Prevent venous insufficiency

As with many other diseases, the same applies to venous insufficiency and varicose veins: the best thing is to prevent it! Most risk factors can be eliminated or at least reduced. Helpful general measures to prevent vein problems are:

  • Exercise: You may want to sit down if you have heavy legs. But that is wrong. Walking as much as possible every day gets the muscle pumps going. Particularly suitable sports are swimming, running, cycling, cross-country skiing, hiking, dancing, and golf.
  • Avoid sitting or standing for long periods: Elevate your feet as often as possible (lower legs at heart level) or at least tense and relax the muscles of your feet and legs, incorporate foot circles and toe-stand exercises. Do not cross your legs when sitting.
  • reduce obesity
  • Wear flat shoes and loose clothing that does not cut into the hollows of the knees or the groin: high heels impede the muscle pump, and tight jeans and knee-high stockings that are too tight prevent the blood from flowing back.
  • Avoid alcohol and nicotine.
  • Cold stimuli tighten the veins: regular contrast baths or contrast showers of the legs from the feet to the thighs, preferably several times a day.
  • Avoid exposure to heat and extensive sunbathing: It is best to bathe in a tub, sunbathe or sunbed. Go swimming and take long walks on the beach. Sauna in moderation (individual courses only short, between plunge pools) is allowed as long as there is no phlebitis.

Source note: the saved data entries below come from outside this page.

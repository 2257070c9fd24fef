use serde::Serialize;

/// Financial assumptions for one projection run. Callers enforce
/// `horizon_years >= 1`.
#[derive(Debug, Clone, Copy)]
pub struct Assumptions {
    pub start_year: i32,
    pub horizon_years: u32,
    pub inflation_rate: f64,
    pub interest_rate: f64,
    pub starting_balance: f64,
    pub min_balance: f64,
}

#[derive(Debug, Clone, Serialize)]
#[serde(rename_all = "camelCase")]
pub struct YearRow {
    pub year: i32,
    pub starting_balance: f64,
    pub recommended_contribution: f64,
    pub contributions: f64,
    pub expenses: f64,
    pub interest_earned: f64,
    pub ending_balance: f64,
    pub fully_funded_balance: f64,
    pub percent_funded: f64,
}

/// On a failing run `years` stops at the first violating year.
#[derive(Debug, Clone)]
pub struct HorizonRun {
    pub years: Vec<YearRow>,
    pub funded: bool,
}

#[derive(Debug, Clone)]
pub struct Recommendation {
    pub annual_contribution: f64,
    /// False when bracket expansion ran out of attempts and the
    /// contribution is a best-effort ceiling, not a verified minimum.
    pub converged: bool,
    pub years: Vec<YearRow>,
}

What else helps against vein problems?

There is also exceptional support for vein problems. Talk to your doctor and get advice at the pharmacy:

  • Compression stockings help with heavy legs and prevent swelling but are unsuitable for treating varicose veins. They are available as stockings or pantyhose in many fashionable colours in the pharmacy.
  • Oedema is prevented and reduced by so-called oedema protectives – preparations made from horse chestnut seeds, red vine leaves or buckwheat herb. They seal the vein walls and increase wall tension. Rutin, which is mainly found in garden rue and other plants ( e.g. buckwheatfennel, black currant) and is also available as a ready-to-use preparation, has a similar effect. The effect is noticeable after two weeks at the earliest; the vein remedies should also be taken for life.
  • Ointments and gels that stimulate blood circulation or prevent blood clotting, such as horse chestnut seeds or heparin, alleviate the symptoms.

Effective means for the veins

The range of venous drugs is extensive. However, the effectiveness of many substances has yet to be objectively proven, or the agents contain active ingredients but in far too small quantities. Preparations from the pharmacy are dosed high enough.

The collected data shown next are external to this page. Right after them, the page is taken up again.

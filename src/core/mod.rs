mod components;
mod engine;
mod solver;
mod types;

pub use components::{ComponentInput, ComponentState, InvalidComponentError, normalize};
pub use engine::simulate_plan;
pub use solver::recommend;
pub use types::{Assumptions, HorizonRun, Recommendation, YearRow};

Only a few active ingredients have received good marks in large-scale studies. The extract of:

  • Horse chestnut seed (look for the word “aescin” on the package)
  • Japanese cord tree (look for the word “troxerutin” on the package)
  • red vine leaves (look for the word “flavonoids” on the pack)
  • Butcher’s Broom Rootstock (look for the word “Ruscogenine” on the package)

 

Compression stockings for venous insufficiency

Swollen ankles and aching legs are the first signs of venous insufficiency, progressing over time in many sufferers. Then the water accumulation becomes more pronounced and no longer subsides at night. Brown spots characterize the skin’s appearance; in some places, there are hardened white skin areas. Compression treatment must be started at this point at the latest to prevent an open leg.

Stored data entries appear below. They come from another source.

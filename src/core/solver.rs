use super::components::{ComponentInput, InvalidComponentError, normalize};
use super::engine::simulate_horizon;
use super::types::{Assumptions, Recommendation};

/// Starting ceiling when components carry no replacement cost, so the
/// bracket never starts at zero.
const MIN_SEARCH_CEILING: f64 = 5_000.0;

/// Doubling attempts before the solver gives up on finding a feasible
/// ceiling and returns the largest contribution it tried.
const BRACKET_ATTEMPTS: u32 = 20;

/// Enough halvings for sub-cent precision on realistic cost magnitudes.
const BISECTION_ITERATIONS: u32 = 50;

/// Finds the minimal constant annual contribution for which the full
/// horizon stays at or above both the minimum balance and each year's
/// fully funded balance.
///
/// Bracket expansion then bisection. The search depends on monotonicity:
/// the contribution enters the balance recurrence additively and both
/// constraints are monotone in the balance, so raising a passing candidate
/// can never make it fail. Variable-rate contribution schedules would
/// break that assumption and need a different solver.
///
/// Never errors past input validation: an exhausted bracket yields the
/// largest contribution tried with `converged = false`, and an empty
/// component list yields a zero recommendation with no rows.
pub fn recommend(
    assumptions: &Assumptions,
    components: &[ComponentInput],
) -> Result<Recommendation, InvalidComponentError> {
    let states = normalize(components)?;
    if states.is_empty() {
        return Ok(Recommendation {
            annual_contribution: 0.0,
            converged: true,
            years: Vec::new(),
        });
    }

    let total_replacement_cost: f64 = states
        .iter()
        .map(|s| f64::from(s.qty) * s.cost_today)
        .sum();

    let mut lo = 0.0_f64;
    let mut hi = (2.0 * total_replacement_cost).max(MIN_SEARCH_CEILING);

    let mut run = simulate_horizon(&states, assumptions, hi);
    let mut attempts = 0;
    while !run.funded && attempts < BRACKET_ATTEMPTS {
        hi *= 2.0;
        run = simulate_horizon(&states, assumptions, hi);
        attempts += 1;
    }

    let converged = run.funded;
    let mut best_contribution = hi;
    let mut best_run = run;

    if converged {
        for _ in 0..BISECTION_ITERATIONS {
            let mid = (lo + hi) / 2.0;
            let trial = simulate_horizon(&states, assumptions, mid);
            if trial.funded {
                hi = mid;
                best_contribution = mid;
                best_run = trial;
            } else {
                lo = mid;
            }
        }
    }

    // Every retained row reports one consistent levelized figure, even
    // though the last improving bisection candidate may differ by sub-cent
    // amounts.
    let annual_contribution = round_to_cent(best_contribution);
    let mut years = best_run.years;
    for row in &mut years {
        row.recommended_contribution = annual_contribution;
    }

    Ok(Recommendation {
        annual_contribution,
        converged,
        years,
    })
}

fn round_to_cent(amount: f64) -> f64 {
    (amount * 100.0).round() / 100.0
}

With the pressure from the outside, the cross-section of the vein is reduced, and the flow rate of the venous blood is increased as a result. At the same time, the compression stocking serves as an abutment for the muscle pumps. With this support, the stretched veins also bring the blood back to the heart. Compression stockings or tights are prescribed by the doctor and made to fit perfectly in the pharmacy – in the morning when the legs are not yet swollen.

Admittedly, wearing a compression stocking daily requires stamina and is highly annoying, especially in summer. But In many cases, it is necessary to prevent further consequential damage.

By the way, The best treatment results are achieved when compression therapy is combined with one of the herbal medicines already mentioned.